I have a similar situation. I have records with varying fields that I
wanted to access individually and also as a group.
My actual records are JSON objects, so they look like like this:
{"field1": value1, "field2": value2, …}
To make matter harder, the fields are also varying types: ints, strings,
boolean, floats.
What I ended up doing that has worked really well is make each field in the
JSON record a dynamic field in a Phoenix table. And, to preserve the
integrity of the original record, I have one static string field in which
the entire original JSON goes into.
Because of the dynamic fields, I have to execute an UPSERT for each row
instead of some kind of batch loading. But, I routinely load millions of
rows like this, sometimes with 20+ fields, and it has never failed on an
upsert and runs fast enough.
A few of the fields are actually always in each record, so I use those for
my primary keys,
The end result is great! I can query by any field, quickly pull entire
records from the key fields, and any JSON object can be loaded.
In my code that translates the JSON into UPSERT statements I also keep a
running tab of field names, their type, and number of occurrences. Then a
the end of my millions of UPSERTS I populate a simple table that just lists
all the fields/types/counts so that there is no mystery about what fields
are available when I want to query the big table. I did this because I
don't always know what field names are in the JSON, and I don't know how to
get a list of dynamic field names from Phoenix SQL.
Hope this helps,
Steve
On Thu, Jun 2, 2016 at 9:28 PM, Stephen Wilcoxon <[email protected]> wrote:
> The simple solution is to transform the multi-valued field into a separate
> linked table with multiple rows per "id". If this is what you mean by
> "exploding the data", why do you not want to do so?
>
> On Thu, Jun 2, 2016 at 7:11 PM, Rahul Jain <[email protected]> wrote:
>
>>
>> Folks,
>>
>> I used this question earlier on the wrong list; posting on apache phoenix
>> user group on the advise of James Taylor:
>>
>> We have a use case of migration from legacy database to hbase/phoenix.

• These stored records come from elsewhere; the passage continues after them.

//! Chat commands answered from a state snapshot.

use std::fmt::Write as _;
use std::sync::Arc;
use std::time::Duration;

use rust_decimal::Decimal;
use tokio_util::sync::CancellationToken;
use tracing::{debug, info, warn};

use super::telegram::{TelegramClient, Update};
use crate::config::EngineConfig;
use crate::state::{SharedState, TradingState};

/// Pause after a failed poll before trying again.
const POLL_ERROR_DELAY: Duration = Duration::from_secs(5);

/// Trades listed by `/trades`.
const RECENT_TRADES: usize = 5;

#[derive(Debug, Clone, PartialEq, Eq)]
pub enum Command {
    Start,
    Status,
    Pnl,
    Balance,
    Trades,
    Stop,
    Help,
    Unknown(String),
    /// Plain text that is not a command
    Text,
}

impl Command {
    /// Parse a message. `/cmd@botname args` is accepted.
    pub fn parse(text: &str) -> Self {
        let text = text.trim();
        let Some(rest) = text.strip_prefix('/') else {
            return Command::Text;
        };
        let word = rest.split_whitespace().next().unwrap_or_default();
        let name = word.split('@').next().unwrap_or_default().to_lowercase();

        match name.as_str() {
            "start" => Command::Start,
            "status" => Command::Status,
            "pnl" => Command::Pnl,
            "balance" => Command::Balance,
            "trades" => Command::Trades,
            "stop" => Command::Stop,
            "help" => Command::Help,
            _ => Command::Unknown(name),
        }
    }
}

const HELP: &str = "📚 <b>Available Commands</b>\n\n\
    /status - Current bot status\n\
    /pnl - Profit and loss\n\
    /balance - Account balance\n\
    /trades - Recent trades\n\
    /stop - How to stop the bot\n\
    /help - This message";

/// Reply text for `command`, rendered from `state` only.
pub fn render_reply(command: &Command, state: &TradingState, config: &EngineConfig) -> String {
    let quote = config.quote_currency();
    match command {
        Command::Start => format!(
            "👋 Welcome to the trading bot for {}.\n\nUse /help to see available commands.",
            config.symbol
        ),
        Command::Help => HELP.to_string(),
        Command::Stop => "⛔ The bot can only be stopped from the host it runs on. \
             Stop the process there to shut it down safely."
            .to_string(),
        Command::Unknown(_) => {
            "I don't understand that command. Use /help to see available commands.".to_string()
        }
        Command::Text => {
            "I only respond to commands. Use /help to see available commands.".to_string()
        }
        Command::Balance => format!(
            "💰 <b>Balance</b>\n\n{:.2} {quote}",
            state.current_balance
        ),
        Command::Status => status_reply(state, config),
        Command::Pnl => pnl_reply(state, quote),
        Command::Trades => trades_reply(state),
    }
}

fn status_reply(state: &TradingState, config: &EngineConfig) -> String {
    let quote = config.quote_currency();
    let mut out = String::from("📊 <b>Bot Status</b>\n\n");

    let _ = writeln!(out, "Symbol: {}", config.symbol);
    let _ = writeln!(out, "Exchange: {}", state.venue);
    let _ = writeln!(out, "Balance: {:.2} {quote}", state.current_balance);
    let _ = writeln!(out, "Total PnL: {:.4} {quote}", state.total_pnl);
    let _ = writeln!(
        out,
        "Daily trades: {}/{}",
        state.daily_trades, config.risk.max_daily_trades
    );
    match state.last_confidence {
        Some(c) => {
            let _ = writeln!(out, "Confidence: {c:.2}");
        }
        None => out.push_str("Confidence: n/a\n"),
    }
    match state.last_volatility {
        Some(v) => {
            let _ = writeln!(out, "Volatility: {v:.2}%");
        }
        None => out.push_str("Volatility: n/a\n"),
    }
    if state.reduce_risk_advised {
        out.push_str("⚠️ Risk reduction advised\n");
    }

    out.push('\n');
    match &state.position {
        Some(p) => {
            let _ = writeln!(out, "<b>Active Position</b>");
            let _ = writeln!(out, "Side: {}", p.side.position_label());
            let _ = writeln!(out, "Size: {:.2} {quote}", p.size);
            let _ = writeln!(out, "Entry: {:.2}", p.entry_price);
            let _ = writeln!(out, "Leverage: {}x", p.leverage);
            let _ = writeln!(out, "Take profit: {:.2}", p.take_profit_price);
            let _ = write!(out, "Stop loss: {:.2}", p.stop_loss_price);
        }
        None => out.push_str("No active position"),
    }
    out
}

fn pnl_reply(state: &TradingState, quote: &str) -> String {
    let Some(initial) = state.initial_balance else {
        return "PnL data not available yet. Waiting for initial balance.".to_string();
    };
    let pct = if initial.is_zero() {
        Decimal::ZERO
    } else {
        state.total_pnl / initial * Decimal::ONE_HUNDRED
    };
    format!(
        "💹 <b>Profit &amp; Loss</b>\n\n\
         Initial balance: {initial:.2} {quote}\n\
         Current balance: {current:.2} {quote}\n\
         Total PnL: {pnl:.4} {quote} ({pct:.2}%)\n\
         Trades: {trades} ({wins} winning)",
        current = state.current_balance,
        pnl = state.total_pnl,
        trades = state.trades.len(),
        wins = state.winning_trades(),
    )
}

fn trades_reply(state: &TradingState) -> String {
    if state.trades.is_empty() {
        return "No trades executed yet.".to_string();
    }
    let mut out = String::from("📜 <b>Recent Trades</b>\n\n");
    for t in state.recent_trades(RECENT_TRADES) {
        let icon = if t.is_loss() { "🔴" } else { "🟢" };
        let _ = writeln!(
            out,
            "{icon} {} {} @ {:.2} → {:.2} ({}x) PnL: {:.4}",
            t.time.format("%m-%d %H:%M"),
            t.side,
            t.entry_price,
            t.exit_price,
            t.leverage,
            t.pnl
        );
    }
    let _ = write!(out, "\nTotal PnL: {:.4}", state.total_pnl);
    out
}

/// Long-polls for chat commands and answers them.
pub struct CommandPoller {
    client: Arc<TelegramClient>,
    state: SharedState,
    config: Arc<EngineConfig>,
    offset: Option<i64>,
}

impl CommandPoller {
    pub fn new(client: Arc<TelegramClient>, state: SharedState, config: Arc<EngineConfig>) -> Self {
        Self {
            client,
            state,
            config,
            offset: None,
        }
    }

    /// Poll until `cancel` fires. Poll errors are logged and retried.
    ///
    /// Cancellation can drop the pending `getUpdates` long poll, never a
    /// batch being answered. A dropped poll acknowledged nothing, so its
    /// updates are redelivered on the next start.
    pub async fn run(mut self, cancel: CancellationToken) {
        info!("Command poller started");
        loop {
            let polled = tokio::select! {
                _ = cancel.cancelled() => break,
                polled = self.client.get_updates(self.offset) => polled,
            };

            match polled {
                Ok(updates) => {
                    for update in updates {
                        self.offset = Some(update.update_id + 1);
                        if let Some((chat_id, reply)) = self.reply_to(&update).await {
                            if let Err(e) = self.client.send_message(&chat_id, &reply).await {
                                warn!(error = %e, "Failed to answer command");
                            }
                        }
                    }
                }
                Err(e) => {
                    warn!(error = %e, "Command poll failed");
                    tokio::select! {
                        _ = cancel.cancelled() => break,
                        _ = tokio::time::sleep(POLL_ERROR_DELAY) => {}
                    }
                }
            }
        }
        info!("Command poller stopped");
    }

    /// Reply for one update, `None` when it carries no text or comes from a
    /// foreign chat.
    async fn reply_to(&self, update: &Update) -> Option<(String, String)> {
        let message = update.message.as_ref()?;
        let text = message.text.as_deref()?;
        let chat_id = message.chat.id.to_string();

        if chat_id != self.client.chat_id() {
            warn!(chat_id = %chat_id, "Ignoring message from unknown chat");
            return None;
        }

        let command = Command::parse(text);
        debug!(?command, "Command received");
        let snapshot = self.state.snapshot().await;
        Some((chat_id, render_reply(&command, &snapshot, &self.config)))
    }
}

>> I'd want to hear your thoughts on how to manage the given multi-valued
>> field:
>>
>> Field name : namesList
>>
>> Contains: comma separated list of strings.
>>
>> e.g. "Jack, Richard, Fred"
>>
>> The field does not have an inherent limit on the number of strings,
>> however for successful migration we need to support unto 100 strings in the
>> field
>>
>> This field is currently indexed in our legacy DB technology where the
>> user is able to query by any of the contained strings.
>>
>> e.g. query:
>>
>> select * from myTable where namesList LIKE '%Fred%';
>>
>> Is there any way Phoenix supports generating multiple index values from
>> a single column in a row ? We are looking for a method where we don't
>> explicitly specify individual offsets for indexing, (nameList[0],
>> nameList[1] etc) , rather say a custom functional index equivalent
>> generates the indexes as a list and each of the index in the list is
>> persisted individually.
>>
>> Effectively our goal is to avoid full table scans when doing queries that
>> match values from multi valued fields such as example above. We do want
>> to avoid exploding the data however possible.
>>
>> Any comments / suggestions are welcome.
>>
>> Thank you !
>>
>> Rahul
>>
>
>